▶ [Exercise details]:
Say how many lines of the listing below hold the string "binding", and say nothing else.

▶ [Given records]:

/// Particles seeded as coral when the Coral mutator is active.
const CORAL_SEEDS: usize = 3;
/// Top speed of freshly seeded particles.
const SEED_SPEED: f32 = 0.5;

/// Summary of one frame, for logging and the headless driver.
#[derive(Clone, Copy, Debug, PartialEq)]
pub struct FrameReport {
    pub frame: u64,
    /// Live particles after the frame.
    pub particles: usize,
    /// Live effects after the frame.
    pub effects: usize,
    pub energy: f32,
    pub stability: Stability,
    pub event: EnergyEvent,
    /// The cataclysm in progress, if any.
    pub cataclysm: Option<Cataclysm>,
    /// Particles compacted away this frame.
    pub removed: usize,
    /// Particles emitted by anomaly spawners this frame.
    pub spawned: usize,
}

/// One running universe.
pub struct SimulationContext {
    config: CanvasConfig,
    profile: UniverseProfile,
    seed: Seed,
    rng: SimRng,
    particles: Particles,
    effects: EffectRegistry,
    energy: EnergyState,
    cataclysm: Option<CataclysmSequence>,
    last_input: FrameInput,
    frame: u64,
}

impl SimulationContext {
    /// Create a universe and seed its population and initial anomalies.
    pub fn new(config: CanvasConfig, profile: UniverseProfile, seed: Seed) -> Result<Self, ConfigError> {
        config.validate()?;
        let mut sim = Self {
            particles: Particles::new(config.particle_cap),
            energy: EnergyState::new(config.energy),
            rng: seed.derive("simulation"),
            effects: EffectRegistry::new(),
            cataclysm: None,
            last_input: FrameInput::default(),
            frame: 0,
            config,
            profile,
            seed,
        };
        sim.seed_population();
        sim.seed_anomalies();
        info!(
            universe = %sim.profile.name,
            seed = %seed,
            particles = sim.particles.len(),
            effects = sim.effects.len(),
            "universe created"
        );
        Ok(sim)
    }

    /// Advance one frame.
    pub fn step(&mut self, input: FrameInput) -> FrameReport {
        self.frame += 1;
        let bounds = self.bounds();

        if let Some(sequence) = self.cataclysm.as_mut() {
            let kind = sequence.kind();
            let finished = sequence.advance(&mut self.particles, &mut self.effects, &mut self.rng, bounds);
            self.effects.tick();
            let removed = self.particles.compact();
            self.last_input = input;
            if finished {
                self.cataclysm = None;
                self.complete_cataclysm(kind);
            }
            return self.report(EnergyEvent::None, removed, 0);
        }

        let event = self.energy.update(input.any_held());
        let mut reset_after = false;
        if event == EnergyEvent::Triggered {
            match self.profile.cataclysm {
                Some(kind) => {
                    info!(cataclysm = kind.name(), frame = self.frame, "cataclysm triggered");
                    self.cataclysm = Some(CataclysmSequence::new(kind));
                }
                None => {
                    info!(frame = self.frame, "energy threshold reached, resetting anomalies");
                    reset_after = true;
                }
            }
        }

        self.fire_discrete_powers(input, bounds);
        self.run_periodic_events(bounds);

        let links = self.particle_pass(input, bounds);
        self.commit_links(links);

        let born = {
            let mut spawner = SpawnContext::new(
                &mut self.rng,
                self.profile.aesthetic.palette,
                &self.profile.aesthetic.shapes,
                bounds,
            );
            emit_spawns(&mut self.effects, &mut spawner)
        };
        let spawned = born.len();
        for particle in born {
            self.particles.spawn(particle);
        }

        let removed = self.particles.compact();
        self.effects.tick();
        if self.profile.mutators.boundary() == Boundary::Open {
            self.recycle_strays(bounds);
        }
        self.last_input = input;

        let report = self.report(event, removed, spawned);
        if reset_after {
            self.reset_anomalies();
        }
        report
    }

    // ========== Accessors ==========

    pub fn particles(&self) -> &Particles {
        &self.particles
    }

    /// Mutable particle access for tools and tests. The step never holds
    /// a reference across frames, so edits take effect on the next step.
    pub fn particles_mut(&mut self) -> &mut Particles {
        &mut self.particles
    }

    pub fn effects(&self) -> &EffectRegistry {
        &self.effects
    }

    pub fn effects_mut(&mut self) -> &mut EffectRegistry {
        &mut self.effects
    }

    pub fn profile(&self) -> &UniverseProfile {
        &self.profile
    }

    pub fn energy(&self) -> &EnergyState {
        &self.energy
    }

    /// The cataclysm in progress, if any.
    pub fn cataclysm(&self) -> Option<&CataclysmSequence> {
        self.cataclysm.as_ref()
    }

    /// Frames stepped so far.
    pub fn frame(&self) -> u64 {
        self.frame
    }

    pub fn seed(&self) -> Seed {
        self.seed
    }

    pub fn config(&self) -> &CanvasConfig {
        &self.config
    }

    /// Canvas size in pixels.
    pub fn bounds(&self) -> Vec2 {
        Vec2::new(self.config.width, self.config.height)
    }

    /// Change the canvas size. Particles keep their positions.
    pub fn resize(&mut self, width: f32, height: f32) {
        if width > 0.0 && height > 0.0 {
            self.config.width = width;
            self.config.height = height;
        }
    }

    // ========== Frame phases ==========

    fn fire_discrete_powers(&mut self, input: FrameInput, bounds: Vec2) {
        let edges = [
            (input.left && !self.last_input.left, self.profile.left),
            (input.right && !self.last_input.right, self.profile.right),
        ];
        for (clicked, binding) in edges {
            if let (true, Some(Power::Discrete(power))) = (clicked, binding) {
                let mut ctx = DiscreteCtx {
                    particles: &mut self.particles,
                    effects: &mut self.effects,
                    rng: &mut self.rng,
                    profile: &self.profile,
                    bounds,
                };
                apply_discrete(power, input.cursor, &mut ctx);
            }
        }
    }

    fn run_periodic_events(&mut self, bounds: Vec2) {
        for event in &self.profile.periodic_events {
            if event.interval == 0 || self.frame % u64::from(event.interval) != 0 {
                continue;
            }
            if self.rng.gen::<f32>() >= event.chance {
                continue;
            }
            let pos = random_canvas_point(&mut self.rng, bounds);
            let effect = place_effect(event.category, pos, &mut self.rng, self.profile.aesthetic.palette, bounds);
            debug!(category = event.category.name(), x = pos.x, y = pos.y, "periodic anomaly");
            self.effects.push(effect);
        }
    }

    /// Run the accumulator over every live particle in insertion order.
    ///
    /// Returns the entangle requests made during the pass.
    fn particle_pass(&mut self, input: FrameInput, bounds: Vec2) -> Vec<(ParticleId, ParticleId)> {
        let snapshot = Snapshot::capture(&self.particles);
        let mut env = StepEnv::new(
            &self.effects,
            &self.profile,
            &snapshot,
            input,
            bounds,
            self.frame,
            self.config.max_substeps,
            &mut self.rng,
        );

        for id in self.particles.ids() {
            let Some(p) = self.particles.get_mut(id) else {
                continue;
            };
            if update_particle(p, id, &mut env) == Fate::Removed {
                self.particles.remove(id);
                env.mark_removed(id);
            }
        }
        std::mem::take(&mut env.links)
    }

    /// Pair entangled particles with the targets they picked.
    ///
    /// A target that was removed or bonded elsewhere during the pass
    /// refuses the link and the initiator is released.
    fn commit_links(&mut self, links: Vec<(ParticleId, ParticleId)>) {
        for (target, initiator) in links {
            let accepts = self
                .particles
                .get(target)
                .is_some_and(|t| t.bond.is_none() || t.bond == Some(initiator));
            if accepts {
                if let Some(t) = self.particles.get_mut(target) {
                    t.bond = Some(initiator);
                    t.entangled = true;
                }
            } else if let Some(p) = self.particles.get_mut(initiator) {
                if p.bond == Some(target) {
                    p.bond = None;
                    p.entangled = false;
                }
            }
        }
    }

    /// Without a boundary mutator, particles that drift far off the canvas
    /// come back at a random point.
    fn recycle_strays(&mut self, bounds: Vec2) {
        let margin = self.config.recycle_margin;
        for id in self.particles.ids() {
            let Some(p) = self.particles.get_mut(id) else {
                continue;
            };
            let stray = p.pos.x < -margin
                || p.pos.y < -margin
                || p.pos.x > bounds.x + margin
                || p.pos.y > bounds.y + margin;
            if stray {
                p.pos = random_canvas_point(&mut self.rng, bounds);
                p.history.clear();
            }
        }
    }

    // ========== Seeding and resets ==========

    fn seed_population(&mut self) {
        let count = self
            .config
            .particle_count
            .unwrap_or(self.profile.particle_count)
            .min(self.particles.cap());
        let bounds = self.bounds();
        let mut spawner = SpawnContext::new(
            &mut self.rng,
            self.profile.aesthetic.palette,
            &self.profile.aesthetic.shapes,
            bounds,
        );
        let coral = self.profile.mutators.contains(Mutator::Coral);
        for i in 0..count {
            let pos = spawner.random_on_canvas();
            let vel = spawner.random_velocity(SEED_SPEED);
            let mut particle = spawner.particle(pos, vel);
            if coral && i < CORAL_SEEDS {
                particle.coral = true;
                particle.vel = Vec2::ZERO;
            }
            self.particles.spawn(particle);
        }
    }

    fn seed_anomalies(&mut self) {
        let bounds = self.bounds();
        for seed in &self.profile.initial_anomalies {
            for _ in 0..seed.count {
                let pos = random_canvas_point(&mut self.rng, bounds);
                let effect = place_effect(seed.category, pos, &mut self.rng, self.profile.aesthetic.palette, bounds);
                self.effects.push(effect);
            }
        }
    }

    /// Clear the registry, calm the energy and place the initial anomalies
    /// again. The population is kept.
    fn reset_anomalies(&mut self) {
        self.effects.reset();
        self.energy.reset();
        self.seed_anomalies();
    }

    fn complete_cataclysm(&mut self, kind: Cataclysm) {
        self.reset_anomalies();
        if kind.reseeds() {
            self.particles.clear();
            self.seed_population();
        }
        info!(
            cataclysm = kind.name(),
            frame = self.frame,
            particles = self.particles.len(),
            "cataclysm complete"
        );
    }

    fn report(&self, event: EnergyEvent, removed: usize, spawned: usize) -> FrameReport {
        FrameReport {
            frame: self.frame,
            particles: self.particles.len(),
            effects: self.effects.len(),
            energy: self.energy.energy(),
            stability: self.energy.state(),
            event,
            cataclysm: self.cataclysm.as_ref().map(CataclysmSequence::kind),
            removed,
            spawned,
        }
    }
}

▶ [Result of this task]:
2